> **Your instructions**
Your task is to copy every line below that contains the word "ClientError".

> **Given records**
________________

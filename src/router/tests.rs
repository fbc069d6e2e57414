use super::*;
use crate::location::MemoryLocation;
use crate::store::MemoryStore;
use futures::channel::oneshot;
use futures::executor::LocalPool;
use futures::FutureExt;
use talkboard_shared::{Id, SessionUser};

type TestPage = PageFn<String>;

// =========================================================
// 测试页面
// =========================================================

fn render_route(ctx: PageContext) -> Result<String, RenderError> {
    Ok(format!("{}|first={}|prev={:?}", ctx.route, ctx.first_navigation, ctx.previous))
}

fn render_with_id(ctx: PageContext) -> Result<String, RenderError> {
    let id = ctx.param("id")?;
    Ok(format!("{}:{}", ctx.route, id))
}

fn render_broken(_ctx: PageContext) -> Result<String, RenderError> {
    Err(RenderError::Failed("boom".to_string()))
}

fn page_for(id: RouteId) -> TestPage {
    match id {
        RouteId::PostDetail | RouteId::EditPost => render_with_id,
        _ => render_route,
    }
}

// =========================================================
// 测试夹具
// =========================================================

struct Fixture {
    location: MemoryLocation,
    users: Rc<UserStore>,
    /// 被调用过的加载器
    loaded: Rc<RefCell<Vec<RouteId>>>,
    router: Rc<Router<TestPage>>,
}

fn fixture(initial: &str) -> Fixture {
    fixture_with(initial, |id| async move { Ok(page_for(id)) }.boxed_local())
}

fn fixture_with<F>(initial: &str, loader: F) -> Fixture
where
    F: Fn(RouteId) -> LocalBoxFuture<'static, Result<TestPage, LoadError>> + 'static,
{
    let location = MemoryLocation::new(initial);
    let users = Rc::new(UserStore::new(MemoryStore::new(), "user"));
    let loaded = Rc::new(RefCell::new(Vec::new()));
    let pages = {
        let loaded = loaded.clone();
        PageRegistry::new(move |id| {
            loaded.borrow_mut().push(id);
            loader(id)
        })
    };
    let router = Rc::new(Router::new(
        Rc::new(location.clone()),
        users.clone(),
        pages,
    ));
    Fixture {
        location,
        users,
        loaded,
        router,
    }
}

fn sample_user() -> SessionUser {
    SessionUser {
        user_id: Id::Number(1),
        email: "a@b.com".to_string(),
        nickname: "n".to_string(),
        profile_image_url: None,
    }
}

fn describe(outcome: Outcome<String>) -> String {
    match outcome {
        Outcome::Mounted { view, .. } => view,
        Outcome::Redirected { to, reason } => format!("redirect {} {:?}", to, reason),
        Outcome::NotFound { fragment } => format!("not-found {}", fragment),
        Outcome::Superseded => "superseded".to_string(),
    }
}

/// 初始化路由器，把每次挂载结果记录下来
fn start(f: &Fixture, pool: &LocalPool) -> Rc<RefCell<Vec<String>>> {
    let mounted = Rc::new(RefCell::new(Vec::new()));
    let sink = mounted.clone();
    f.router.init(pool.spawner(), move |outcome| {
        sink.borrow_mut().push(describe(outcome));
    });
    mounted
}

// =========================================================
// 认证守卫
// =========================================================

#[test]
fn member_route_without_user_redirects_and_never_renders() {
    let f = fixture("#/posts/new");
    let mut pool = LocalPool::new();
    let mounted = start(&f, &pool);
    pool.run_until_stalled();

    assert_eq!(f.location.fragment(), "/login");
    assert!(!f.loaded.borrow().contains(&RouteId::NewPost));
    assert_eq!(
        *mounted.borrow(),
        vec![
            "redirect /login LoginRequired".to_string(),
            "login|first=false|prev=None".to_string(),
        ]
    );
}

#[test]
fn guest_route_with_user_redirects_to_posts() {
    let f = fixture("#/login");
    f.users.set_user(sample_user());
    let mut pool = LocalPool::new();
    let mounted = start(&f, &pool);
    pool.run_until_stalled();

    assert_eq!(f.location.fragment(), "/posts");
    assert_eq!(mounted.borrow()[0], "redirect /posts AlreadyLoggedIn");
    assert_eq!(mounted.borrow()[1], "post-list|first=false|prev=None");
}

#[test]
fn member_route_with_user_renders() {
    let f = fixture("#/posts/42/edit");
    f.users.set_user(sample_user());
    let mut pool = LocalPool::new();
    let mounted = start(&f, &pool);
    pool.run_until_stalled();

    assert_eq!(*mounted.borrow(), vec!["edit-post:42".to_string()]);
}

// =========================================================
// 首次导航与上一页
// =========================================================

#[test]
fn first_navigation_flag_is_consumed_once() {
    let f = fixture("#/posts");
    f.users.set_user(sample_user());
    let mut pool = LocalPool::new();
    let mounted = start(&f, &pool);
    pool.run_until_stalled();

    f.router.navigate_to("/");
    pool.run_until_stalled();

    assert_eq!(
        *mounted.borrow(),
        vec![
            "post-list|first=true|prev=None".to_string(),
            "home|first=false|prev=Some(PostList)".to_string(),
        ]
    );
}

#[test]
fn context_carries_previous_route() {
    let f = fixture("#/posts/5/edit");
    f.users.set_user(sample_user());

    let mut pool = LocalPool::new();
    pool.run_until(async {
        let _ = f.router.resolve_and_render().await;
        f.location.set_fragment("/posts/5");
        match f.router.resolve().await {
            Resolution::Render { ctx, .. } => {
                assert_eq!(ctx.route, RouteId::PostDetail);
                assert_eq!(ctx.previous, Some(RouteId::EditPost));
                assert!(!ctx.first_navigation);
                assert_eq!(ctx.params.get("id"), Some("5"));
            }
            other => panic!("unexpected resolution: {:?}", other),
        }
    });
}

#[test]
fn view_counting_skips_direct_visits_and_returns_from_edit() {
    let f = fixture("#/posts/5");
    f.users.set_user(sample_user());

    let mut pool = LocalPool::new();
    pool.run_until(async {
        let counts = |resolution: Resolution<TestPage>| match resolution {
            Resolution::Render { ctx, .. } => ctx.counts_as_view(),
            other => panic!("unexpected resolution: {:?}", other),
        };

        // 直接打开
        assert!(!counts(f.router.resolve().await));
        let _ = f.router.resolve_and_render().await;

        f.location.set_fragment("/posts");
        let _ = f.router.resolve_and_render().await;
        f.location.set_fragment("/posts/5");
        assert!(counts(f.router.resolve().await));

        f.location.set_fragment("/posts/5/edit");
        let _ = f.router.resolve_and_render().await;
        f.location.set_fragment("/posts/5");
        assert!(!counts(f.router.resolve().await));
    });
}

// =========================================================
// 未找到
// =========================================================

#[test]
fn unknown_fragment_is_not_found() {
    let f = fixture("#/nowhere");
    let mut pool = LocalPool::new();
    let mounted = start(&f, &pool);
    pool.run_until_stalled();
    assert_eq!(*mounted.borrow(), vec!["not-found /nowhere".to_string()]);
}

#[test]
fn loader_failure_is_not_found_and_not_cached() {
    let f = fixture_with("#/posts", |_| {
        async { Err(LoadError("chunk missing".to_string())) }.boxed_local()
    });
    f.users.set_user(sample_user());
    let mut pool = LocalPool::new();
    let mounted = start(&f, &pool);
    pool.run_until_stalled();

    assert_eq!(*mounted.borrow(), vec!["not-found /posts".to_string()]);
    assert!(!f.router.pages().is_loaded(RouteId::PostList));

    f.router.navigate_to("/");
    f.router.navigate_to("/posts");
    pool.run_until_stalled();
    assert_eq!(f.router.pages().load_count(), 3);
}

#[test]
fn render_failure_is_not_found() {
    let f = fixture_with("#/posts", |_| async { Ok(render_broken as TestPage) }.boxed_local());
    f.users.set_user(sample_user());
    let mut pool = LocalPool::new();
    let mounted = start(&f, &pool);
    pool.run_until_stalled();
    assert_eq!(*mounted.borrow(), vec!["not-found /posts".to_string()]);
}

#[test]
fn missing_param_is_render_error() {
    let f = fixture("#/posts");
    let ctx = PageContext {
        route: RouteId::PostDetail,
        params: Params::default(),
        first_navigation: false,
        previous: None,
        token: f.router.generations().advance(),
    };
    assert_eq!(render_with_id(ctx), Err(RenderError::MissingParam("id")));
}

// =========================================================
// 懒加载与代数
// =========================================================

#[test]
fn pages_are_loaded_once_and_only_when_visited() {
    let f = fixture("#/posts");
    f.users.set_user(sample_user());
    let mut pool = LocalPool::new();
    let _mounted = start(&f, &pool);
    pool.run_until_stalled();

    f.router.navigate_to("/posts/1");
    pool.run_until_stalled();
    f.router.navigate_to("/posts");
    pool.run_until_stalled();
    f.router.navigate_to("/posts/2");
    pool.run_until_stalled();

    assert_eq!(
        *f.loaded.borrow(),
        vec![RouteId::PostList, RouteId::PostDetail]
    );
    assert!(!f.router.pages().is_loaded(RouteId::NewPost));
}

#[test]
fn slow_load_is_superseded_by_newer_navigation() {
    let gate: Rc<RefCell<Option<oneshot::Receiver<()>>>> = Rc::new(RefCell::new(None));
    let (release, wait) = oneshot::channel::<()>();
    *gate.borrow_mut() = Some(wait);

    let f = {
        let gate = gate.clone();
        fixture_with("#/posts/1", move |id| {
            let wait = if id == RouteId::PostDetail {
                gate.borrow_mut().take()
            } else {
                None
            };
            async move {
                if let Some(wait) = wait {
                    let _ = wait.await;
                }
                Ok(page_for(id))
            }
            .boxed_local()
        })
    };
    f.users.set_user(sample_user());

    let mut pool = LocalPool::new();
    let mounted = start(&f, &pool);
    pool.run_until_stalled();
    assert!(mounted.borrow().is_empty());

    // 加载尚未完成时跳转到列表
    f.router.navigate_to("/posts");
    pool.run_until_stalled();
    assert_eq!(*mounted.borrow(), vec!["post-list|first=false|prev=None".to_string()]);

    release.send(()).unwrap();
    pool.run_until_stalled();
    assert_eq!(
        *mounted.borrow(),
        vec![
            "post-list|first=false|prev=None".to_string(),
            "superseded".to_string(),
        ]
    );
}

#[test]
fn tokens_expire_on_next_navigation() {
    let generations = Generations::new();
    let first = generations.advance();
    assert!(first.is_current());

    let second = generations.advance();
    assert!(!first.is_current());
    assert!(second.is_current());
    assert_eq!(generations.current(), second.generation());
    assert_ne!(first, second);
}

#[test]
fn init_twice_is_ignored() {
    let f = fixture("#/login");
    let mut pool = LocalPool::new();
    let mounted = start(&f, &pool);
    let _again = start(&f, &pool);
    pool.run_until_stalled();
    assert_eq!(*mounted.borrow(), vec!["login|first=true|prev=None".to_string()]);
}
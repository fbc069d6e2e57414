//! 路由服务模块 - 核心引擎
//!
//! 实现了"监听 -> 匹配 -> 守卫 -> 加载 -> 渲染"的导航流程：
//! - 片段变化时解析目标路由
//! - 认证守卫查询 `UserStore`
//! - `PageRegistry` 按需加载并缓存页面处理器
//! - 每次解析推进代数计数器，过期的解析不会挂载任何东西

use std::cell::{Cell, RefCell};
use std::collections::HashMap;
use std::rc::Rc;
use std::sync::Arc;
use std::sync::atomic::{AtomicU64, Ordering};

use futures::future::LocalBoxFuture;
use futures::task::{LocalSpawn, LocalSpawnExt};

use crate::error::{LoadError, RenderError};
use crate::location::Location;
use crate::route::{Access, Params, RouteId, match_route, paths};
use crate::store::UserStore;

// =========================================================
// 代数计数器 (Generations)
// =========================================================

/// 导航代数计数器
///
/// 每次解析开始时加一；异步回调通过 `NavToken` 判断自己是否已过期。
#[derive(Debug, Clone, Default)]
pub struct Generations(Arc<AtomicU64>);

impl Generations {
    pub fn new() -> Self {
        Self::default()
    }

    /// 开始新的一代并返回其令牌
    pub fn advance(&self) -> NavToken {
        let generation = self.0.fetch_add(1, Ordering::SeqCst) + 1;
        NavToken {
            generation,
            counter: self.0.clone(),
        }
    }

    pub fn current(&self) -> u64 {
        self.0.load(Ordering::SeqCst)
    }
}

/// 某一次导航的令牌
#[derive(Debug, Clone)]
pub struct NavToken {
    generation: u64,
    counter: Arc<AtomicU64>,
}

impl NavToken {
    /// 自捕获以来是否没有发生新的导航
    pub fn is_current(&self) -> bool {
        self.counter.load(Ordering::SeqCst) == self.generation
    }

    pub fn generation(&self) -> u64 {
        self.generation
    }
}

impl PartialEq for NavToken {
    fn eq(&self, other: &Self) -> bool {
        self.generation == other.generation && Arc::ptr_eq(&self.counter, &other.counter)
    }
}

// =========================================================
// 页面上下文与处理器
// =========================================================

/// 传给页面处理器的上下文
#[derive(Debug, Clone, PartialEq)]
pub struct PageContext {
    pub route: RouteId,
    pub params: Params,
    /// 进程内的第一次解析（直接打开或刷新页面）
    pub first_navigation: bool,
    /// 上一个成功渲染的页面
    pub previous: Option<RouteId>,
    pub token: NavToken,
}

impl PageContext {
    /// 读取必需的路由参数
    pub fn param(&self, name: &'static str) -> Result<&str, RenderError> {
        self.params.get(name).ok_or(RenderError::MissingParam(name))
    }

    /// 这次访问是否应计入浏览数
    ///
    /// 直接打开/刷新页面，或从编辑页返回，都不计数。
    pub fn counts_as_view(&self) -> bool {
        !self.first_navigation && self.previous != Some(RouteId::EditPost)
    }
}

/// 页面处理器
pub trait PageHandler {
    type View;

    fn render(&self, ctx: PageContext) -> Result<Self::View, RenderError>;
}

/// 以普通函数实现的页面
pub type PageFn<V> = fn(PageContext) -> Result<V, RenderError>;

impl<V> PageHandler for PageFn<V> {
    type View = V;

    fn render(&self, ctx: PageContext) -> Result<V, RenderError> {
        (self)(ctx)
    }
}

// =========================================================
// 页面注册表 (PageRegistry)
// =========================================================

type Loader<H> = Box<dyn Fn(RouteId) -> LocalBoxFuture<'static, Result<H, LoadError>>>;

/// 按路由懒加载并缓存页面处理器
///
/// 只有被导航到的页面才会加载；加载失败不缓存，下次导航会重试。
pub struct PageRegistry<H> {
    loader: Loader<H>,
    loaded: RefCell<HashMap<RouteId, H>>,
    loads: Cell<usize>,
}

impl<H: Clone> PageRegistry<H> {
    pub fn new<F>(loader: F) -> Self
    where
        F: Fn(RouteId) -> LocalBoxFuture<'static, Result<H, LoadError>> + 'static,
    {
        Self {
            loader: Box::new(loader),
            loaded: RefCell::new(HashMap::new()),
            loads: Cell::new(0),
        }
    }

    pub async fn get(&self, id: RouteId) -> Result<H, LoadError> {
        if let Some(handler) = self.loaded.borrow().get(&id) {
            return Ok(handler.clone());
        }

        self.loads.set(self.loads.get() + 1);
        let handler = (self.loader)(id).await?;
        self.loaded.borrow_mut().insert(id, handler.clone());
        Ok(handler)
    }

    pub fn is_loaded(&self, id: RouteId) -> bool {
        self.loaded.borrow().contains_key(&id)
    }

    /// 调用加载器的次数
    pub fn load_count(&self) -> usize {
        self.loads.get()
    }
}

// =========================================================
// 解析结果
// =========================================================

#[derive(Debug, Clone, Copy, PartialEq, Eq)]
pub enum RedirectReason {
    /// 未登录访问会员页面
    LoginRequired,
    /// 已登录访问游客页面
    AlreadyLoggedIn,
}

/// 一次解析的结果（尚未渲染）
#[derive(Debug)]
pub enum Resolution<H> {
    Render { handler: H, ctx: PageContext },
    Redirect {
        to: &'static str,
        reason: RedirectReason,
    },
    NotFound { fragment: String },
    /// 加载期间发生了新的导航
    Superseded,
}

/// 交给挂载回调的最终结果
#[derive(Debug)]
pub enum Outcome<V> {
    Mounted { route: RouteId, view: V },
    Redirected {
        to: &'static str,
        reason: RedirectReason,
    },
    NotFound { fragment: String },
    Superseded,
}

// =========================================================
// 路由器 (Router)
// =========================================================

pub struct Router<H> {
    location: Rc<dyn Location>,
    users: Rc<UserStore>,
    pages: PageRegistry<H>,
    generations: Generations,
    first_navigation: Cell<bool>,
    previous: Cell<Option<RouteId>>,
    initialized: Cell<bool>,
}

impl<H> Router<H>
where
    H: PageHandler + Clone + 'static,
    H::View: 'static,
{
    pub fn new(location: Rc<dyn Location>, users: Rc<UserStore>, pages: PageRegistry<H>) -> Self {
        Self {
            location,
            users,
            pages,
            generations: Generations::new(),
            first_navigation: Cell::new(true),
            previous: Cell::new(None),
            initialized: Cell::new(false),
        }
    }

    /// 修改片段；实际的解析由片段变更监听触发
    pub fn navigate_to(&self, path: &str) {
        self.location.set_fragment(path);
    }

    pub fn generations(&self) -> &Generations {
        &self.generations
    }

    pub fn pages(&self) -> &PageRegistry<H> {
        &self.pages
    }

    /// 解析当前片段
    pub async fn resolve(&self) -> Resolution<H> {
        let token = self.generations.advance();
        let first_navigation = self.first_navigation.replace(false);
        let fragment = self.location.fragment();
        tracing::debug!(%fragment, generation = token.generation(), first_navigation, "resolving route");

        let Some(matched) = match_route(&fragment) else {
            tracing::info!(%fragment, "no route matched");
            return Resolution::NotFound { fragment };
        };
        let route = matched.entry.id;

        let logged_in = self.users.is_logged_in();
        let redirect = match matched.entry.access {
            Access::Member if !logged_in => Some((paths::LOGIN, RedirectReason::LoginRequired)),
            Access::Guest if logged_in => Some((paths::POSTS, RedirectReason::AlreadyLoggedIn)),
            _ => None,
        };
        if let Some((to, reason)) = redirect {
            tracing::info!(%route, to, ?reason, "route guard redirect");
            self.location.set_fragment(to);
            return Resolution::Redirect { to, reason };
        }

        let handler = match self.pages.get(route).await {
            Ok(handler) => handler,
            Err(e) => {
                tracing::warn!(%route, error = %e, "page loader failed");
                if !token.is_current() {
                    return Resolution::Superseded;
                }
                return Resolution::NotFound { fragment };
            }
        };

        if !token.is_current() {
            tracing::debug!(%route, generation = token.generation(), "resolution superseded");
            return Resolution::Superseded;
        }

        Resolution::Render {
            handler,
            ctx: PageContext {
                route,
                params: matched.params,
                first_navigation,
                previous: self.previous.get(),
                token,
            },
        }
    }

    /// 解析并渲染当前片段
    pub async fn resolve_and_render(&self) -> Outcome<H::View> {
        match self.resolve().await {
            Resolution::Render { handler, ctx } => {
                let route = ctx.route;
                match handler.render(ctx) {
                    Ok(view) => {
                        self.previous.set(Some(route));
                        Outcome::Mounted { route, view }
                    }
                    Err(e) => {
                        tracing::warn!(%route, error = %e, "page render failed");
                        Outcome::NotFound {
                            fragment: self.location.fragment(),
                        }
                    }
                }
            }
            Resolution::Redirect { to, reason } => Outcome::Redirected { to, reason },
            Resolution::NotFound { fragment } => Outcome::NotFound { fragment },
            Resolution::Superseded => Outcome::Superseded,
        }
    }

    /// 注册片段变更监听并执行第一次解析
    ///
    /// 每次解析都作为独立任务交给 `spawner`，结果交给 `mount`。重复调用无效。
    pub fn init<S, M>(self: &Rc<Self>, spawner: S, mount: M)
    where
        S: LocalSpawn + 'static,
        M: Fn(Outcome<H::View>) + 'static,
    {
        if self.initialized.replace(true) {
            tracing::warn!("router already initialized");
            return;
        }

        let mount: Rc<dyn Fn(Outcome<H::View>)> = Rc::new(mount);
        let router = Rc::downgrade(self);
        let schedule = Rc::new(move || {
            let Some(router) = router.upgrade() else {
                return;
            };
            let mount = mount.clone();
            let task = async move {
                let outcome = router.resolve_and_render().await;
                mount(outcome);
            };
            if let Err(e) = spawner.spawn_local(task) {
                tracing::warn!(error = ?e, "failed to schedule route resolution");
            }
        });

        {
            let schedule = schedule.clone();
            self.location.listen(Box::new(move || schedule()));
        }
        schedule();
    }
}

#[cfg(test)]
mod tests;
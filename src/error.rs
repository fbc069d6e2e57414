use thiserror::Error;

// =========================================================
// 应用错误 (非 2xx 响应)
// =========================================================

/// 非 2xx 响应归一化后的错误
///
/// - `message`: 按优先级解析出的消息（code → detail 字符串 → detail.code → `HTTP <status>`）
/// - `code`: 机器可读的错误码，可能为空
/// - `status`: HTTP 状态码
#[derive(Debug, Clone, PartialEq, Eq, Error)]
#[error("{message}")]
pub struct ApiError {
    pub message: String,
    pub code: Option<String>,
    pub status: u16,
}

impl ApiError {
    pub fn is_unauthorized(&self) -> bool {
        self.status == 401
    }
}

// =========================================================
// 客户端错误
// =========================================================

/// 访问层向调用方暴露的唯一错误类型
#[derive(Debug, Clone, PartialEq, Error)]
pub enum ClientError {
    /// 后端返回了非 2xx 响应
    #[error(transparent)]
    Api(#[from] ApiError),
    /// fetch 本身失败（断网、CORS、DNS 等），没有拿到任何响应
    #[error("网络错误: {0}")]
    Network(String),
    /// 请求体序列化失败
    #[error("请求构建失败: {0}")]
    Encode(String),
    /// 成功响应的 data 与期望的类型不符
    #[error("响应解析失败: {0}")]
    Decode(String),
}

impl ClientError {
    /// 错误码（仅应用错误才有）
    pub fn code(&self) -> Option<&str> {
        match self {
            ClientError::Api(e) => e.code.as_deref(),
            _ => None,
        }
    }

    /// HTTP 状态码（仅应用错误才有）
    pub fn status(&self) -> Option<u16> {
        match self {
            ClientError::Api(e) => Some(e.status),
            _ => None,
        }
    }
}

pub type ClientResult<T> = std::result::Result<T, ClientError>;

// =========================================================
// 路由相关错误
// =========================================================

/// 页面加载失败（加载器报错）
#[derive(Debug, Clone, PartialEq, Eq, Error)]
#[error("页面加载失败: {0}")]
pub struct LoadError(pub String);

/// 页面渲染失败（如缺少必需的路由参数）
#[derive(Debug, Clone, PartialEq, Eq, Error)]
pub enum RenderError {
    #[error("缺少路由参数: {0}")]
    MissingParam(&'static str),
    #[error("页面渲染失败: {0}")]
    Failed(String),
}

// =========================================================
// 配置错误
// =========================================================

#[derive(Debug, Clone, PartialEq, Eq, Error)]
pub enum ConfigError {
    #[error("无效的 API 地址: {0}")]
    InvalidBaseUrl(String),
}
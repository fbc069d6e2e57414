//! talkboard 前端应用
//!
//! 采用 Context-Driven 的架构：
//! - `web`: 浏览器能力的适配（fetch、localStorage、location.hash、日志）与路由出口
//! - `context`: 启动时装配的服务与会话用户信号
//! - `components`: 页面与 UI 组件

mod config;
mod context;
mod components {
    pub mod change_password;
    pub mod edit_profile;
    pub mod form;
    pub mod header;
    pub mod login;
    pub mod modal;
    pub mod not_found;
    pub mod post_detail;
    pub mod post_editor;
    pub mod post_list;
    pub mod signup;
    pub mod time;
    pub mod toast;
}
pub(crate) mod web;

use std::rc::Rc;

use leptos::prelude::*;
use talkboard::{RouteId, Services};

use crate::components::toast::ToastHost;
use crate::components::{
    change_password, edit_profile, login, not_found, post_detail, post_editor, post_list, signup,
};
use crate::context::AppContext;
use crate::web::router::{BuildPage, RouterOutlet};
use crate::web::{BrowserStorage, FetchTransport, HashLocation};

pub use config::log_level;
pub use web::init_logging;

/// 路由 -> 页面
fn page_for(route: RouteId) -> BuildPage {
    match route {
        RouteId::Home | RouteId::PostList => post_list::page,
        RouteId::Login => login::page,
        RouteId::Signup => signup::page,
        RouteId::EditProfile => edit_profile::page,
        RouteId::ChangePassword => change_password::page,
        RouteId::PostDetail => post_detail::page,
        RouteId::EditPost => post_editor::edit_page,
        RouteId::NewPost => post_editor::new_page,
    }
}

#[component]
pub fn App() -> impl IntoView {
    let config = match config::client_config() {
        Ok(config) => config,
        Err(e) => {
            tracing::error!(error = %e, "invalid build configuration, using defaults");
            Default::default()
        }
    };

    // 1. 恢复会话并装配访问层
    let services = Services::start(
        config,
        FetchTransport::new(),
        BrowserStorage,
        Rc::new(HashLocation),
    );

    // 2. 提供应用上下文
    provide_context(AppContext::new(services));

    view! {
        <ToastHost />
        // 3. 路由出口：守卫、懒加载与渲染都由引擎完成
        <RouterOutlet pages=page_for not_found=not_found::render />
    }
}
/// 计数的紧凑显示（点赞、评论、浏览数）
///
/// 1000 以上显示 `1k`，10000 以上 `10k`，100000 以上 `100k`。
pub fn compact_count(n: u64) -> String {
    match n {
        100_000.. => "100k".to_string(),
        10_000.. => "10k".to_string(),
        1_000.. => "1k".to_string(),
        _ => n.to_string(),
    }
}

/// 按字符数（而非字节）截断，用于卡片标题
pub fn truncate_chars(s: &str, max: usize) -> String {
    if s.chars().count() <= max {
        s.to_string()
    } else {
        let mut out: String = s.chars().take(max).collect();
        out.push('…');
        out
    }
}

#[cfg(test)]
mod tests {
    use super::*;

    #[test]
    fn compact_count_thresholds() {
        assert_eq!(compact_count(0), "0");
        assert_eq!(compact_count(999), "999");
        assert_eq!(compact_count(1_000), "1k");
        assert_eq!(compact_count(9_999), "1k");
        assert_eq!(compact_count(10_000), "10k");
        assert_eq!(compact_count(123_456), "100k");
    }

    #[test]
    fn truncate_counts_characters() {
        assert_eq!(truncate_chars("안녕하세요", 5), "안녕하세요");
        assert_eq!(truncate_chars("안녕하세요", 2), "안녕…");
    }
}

________________

> **Exercise result**
pub enum ClientError {
impl ClientError {
            ClientError::Api(e) => e.code.as_deref(),
            ClientError::Api(e) => Some(e.status),
pub type ClientResult<T> = std::result::Result<T, ClientError>;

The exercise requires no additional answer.